(Source data)

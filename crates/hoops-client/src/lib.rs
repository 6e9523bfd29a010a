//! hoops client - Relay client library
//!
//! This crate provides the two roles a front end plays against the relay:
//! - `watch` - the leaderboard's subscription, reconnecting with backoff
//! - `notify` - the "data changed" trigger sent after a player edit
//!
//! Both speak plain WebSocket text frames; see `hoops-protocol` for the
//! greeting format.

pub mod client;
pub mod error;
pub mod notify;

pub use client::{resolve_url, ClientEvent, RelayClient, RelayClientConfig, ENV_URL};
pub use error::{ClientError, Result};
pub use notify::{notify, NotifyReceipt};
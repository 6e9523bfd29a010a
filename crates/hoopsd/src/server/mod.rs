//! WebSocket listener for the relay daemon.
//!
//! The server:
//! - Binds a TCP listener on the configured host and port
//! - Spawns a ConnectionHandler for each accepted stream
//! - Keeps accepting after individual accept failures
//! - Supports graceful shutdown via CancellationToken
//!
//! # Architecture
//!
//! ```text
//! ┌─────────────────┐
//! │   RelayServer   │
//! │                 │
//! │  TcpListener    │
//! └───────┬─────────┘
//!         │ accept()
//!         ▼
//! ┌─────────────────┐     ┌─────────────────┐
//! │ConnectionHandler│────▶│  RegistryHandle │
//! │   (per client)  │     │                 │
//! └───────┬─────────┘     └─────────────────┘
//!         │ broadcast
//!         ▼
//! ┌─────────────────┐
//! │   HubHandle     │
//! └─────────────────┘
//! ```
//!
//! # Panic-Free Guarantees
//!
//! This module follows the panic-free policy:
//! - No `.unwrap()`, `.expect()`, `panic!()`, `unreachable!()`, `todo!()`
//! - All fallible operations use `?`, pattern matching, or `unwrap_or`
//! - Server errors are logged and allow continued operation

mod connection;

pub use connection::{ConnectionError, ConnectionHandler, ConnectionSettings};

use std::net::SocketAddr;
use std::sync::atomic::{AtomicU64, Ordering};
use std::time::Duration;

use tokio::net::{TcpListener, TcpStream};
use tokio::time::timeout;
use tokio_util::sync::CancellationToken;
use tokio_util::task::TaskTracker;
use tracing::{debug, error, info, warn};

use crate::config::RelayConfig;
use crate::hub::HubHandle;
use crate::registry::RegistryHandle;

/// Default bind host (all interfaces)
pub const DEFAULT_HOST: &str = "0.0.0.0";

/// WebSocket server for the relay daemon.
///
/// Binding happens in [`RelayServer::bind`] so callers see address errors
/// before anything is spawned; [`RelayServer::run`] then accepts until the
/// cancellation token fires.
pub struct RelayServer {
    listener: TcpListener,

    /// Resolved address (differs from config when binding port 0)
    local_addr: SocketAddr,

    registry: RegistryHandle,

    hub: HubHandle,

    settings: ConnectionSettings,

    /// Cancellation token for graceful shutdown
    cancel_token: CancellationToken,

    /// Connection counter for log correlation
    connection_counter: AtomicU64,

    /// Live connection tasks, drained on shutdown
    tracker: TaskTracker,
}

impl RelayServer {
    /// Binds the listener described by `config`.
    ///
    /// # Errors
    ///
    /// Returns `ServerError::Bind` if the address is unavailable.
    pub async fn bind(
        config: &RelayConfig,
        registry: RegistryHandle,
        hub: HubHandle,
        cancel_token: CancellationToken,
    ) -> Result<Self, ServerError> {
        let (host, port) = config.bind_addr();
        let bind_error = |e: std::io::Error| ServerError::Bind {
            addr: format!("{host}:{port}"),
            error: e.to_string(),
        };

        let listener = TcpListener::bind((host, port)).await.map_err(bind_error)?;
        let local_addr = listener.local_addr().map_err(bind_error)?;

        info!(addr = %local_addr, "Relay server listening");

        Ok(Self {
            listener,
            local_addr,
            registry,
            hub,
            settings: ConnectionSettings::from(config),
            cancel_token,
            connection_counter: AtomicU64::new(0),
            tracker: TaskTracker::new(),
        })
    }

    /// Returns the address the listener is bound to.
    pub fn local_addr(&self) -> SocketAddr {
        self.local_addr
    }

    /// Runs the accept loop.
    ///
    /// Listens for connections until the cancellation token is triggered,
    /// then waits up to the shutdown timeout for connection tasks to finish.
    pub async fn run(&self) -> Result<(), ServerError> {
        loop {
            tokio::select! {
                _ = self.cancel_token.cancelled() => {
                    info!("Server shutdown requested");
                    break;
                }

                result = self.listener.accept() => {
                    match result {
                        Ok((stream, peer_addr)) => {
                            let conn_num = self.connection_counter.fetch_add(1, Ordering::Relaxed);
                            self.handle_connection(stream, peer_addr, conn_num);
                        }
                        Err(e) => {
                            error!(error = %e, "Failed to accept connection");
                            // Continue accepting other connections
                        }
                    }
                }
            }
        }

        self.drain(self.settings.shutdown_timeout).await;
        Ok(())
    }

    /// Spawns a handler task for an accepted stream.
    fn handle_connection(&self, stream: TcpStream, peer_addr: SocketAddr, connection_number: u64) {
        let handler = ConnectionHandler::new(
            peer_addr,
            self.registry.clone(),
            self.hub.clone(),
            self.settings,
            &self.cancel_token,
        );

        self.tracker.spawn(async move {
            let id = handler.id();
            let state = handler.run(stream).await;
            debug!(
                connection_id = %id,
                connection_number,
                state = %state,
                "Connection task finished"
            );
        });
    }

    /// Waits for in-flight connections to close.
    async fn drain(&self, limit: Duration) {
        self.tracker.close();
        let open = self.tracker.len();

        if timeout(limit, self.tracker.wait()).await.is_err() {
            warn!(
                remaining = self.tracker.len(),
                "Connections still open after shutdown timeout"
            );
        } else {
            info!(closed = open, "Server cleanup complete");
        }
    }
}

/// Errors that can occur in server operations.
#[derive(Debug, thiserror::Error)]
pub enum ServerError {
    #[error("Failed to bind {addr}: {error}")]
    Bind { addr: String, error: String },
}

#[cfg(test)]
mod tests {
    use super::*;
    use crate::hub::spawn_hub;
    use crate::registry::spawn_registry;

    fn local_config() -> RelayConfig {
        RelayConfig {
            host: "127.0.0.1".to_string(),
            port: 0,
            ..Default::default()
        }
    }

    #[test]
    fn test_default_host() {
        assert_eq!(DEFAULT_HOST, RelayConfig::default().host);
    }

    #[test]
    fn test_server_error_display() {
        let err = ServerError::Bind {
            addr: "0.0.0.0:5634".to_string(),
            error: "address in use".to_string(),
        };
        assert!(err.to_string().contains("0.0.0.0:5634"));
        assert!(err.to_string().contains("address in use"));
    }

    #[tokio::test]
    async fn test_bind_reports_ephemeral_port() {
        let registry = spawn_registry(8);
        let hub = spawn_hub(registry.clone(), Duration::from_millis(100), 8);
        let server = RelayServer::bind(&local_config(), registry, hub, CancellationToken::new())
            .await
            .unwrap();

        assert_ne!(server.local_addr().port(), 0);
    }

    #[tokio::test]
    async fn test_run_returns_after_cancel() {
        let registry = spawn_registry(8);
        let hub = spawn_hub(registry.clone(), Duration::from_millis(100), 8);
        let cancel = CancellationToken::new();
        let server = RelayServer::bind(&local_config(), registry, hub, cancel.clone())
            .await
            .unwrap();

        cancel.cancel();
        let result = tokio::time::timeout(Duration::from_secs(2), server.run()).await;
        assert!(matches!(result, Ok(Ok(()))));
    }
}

(End Source data)

Task details ::
The lines that mention the word "contains" should be pulled from the records above.

Output for this task ::
        assert!(err.to_string().contains("0.0.0.0:5634"));
        assert!(err.to_string().contains("address in use"));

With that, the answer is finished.